JavaScript, Ruby and C are not call by reference
Derk-Jan Karrenbeld
Posted on June 27, 2019
🛑 This article is a response to various articles in the wild which state that JavaScript and Ruby are "Call/Pass by reference" for objects and "Call/Pass by value" for primitives.
Many of these articles provide a lot of valuable information and this article is not to unequivically say that those articles should not have been written or are useless. Instead, this article attempts to explore the semantic, yet pedantic, meanings and definitions of
- call by reference
- pass a reference
- reference type
- reference
First, I would like to make a few statements, after which Ill try to explore what these statements actually mean and why I've made them, contrary to various articles in the wild.
☕ When you see this emoji (☕), I try to give a non-code analogy to help you better understand what's going on. These abstractions are pretty leaky and might not hold up, but they're only meant in the context of the paragraphs that surround them. Take them with a grain of salt.
Statements
- JavaScript is always call by value.
- Ruby is always call by value.
- C is always call by value.
- The terminology is confusing and perhaps even flawed.
- The terminology only applies to function (procedure) parameters.
- Pointers are an implementation detail and their presence don't say anything about the evaluation of function parameters.
History and Definitions
I've tried to look up the origins of the terms as mentioned above, and there is quite a bit of literature out there from the earlier programming languages.
The Main Features of CPL (D. W. Barron et al., 1963):
Three modes of parameter call are possible; call by value (which is equivalent to the ALGOL call by value), call by substitution (equivalent to ALGOL call by name), and call by reference.
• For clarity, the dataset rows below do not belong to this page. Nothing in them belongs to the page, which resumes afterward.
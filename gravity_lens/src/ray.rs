//! Ray marching through the deflection field
//!
//! A ray is a polyline built by repeatedly perturbing a fixed-length step
//! direction with the local deflection and advancing along it, until it
//! leaves the canvas or the step budget runs out.

use common::Bounds;
use glam::Vec2;
use log::trace;
use serde::{Deserialize, Serialize};

use crate::field::{DeflectionModel, LensState};

/// Why a ray stopped marching
#[derive(Debug, Clone, Copy, PartialEq, Eq)]
pub enum Termination {
    /// Stepped outside the canvas
    Escaped,
    /// Used the whole step budget inside the canvas
    Exhausted,
}

/// A traced light path, in integration order
#[derive(Debug, Clone)]
pub struct Ray {
    pub path: Vec<Vec2>,
    pub termination: Termination,
}

impl Ray {
    pub fn end(&self) -> Option<Vec2> {
        self.path.last().copied()
    }

    pub fn len(&self) -> usize {
        self.path.len()
    }

    pub fn is_empty(&self) -> bool {
        self.path.is_empty()
    }
}

/// Step length and budget for ray marching
#[derive(Debug, Clone, Copy, PartialEq, Serialize, Deserialize)]
#[serde(default)]
pub struct RayTracer {
    pub step_length: f32,
    pub max_steps: usize,
}

impl Default for RayTracer {
    fn default() -> Self {
        Self {
            step_length: 5.0,
            max_steps: 150,
        }
    }
}

impl RayTracer {
    pub fn new(step_length: f32, max_steps: usize) -> Self {
        Self {
            step_length,
            max_steps,
        }
    }

    /// March a single ray from `start` with initial direction `direction`.
    ///
    /// Each step adds the local deflection to the direction as given, then
    /// rescales the sum to `step_length`. The returned path holds the start
    /// point plus at most `max_steps` further points.
    pub fn trace<F: DeflectionModel>(
        &self,
        start: Vec2,
        direction: Vec2,
        field: &F,
        lens: &LensState,
        bounds: &Bounds,
    ) -> Ray {
        let mut path = Vec::with_capacity(self.max_steps + 1);
        path.push(start);

        let mut pos = start;
        let mut dir = direction;
        for step in 0..self.max_steps {
            let bent = dir + field.deflect(pos, lens);

            // A zero or non-finite sum keeps the previous heading
            match rescale(bent, self.step_length) {
                Some(next) => dir = next,
                None => trace!("step {step}: deflection cancelled direction, holding heading"),
            }

            pos += dir;
            path.push(pos);

            if !bounds.contains(pos) {
                trace!("ray from {start:?} escaped after {} steps", step + 1);
                return Ray {
                    path,
                    termination: Termination::Escaped,
                };
            }
        }

        Ray {
            path,
            termination: Termination::Exhausted,
        }
    }

    /// Trace every `(start, direction)` pair in order
    pub fn trace_all<F: DeflectionModel>(
        &self,
        starts: &[(Vec2, Vec2)],
        field: &F,
        lens: &LensState,
        bounds: &Bounds,
    ) -> Vec<Ray> {
        starts
            .iter()
            .map(|&(start, direction)| self.trace(start, direction, field, lens, bounds))
            .collect()
    }

    /// Evenly spaced rays entering from the left and top canvas edges.
    ///
    /// For `i in 1..=count` this yields a ray from `(0, i*h/(count+1))` heading
    /// `+x`, then one from `(i*w/(count+1), 0)` heading `+y`, each with an
    /// initial direction of length `step_length`.
    pub fn edge_starts(&self, bounds: &Bounds, count: usize) -> Vec<(Vec2, Vec2)> {
        let vertical_spacing = bounds.height / (count + 1) as f32;
        let horizontal_spacing = bounds.width / (count + 1) as f32;

        let mut starts = Vec::with_capacity(count * 2);
        for i in 1..=count {
            starts.push((Vec2::new(0.0, i as f32 * vertical_spacing), Vec2::X * self.step_length));
            starts.push((Vec2::new(i as f32 * horizontal_spacing, 0.0), Vec2::Y * self.step_length));
        }
        starts
    }
}

/// Resize `v` to `length`, or `None` when `v` has no usable direction
fn rescale(v: Vec2, length: f32) -> Option<Vec2> {
    v.try_normalize().map(|unit| unit * length)
}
In the latter case, the LH value of the actual parameter is handed over; this corresponds to the "call by simple name" suggested by Strachey and Wilkes (1961).
It is important to note that here the literature talks about mode of parameter call. It further distinguishes three modes: call by value
, call by name
and call by reference
.
Further literature gives a good, yet technical, definition of these three and a fourth strategy (namely copy restore
), as published in the Semantic Models of Parameter Passing (Richard E. Fairly, 1973). I've quoted 2 of the 4 definitions below, after which I'll break them down and explain what they mean in more visual terms.
Call by Value
[...] Call by Value parameter requires that the actual parameter be evaluated at the time of the procedure call. The memory register associated with the formal parameter is then initialised to this value, and references to the formal parameter in the procedure body are treated as references to the local memory register in which the initial value of the actual parameter was stored. Due to the fact that a copy of the value associated with the actual parameter is copied into the local memory register, transformations on the parameter value within the procedure body are isolated from the actual parameter value. Because of this isolation of values, Call by value can not be used to communicate calculated values back to the calling program.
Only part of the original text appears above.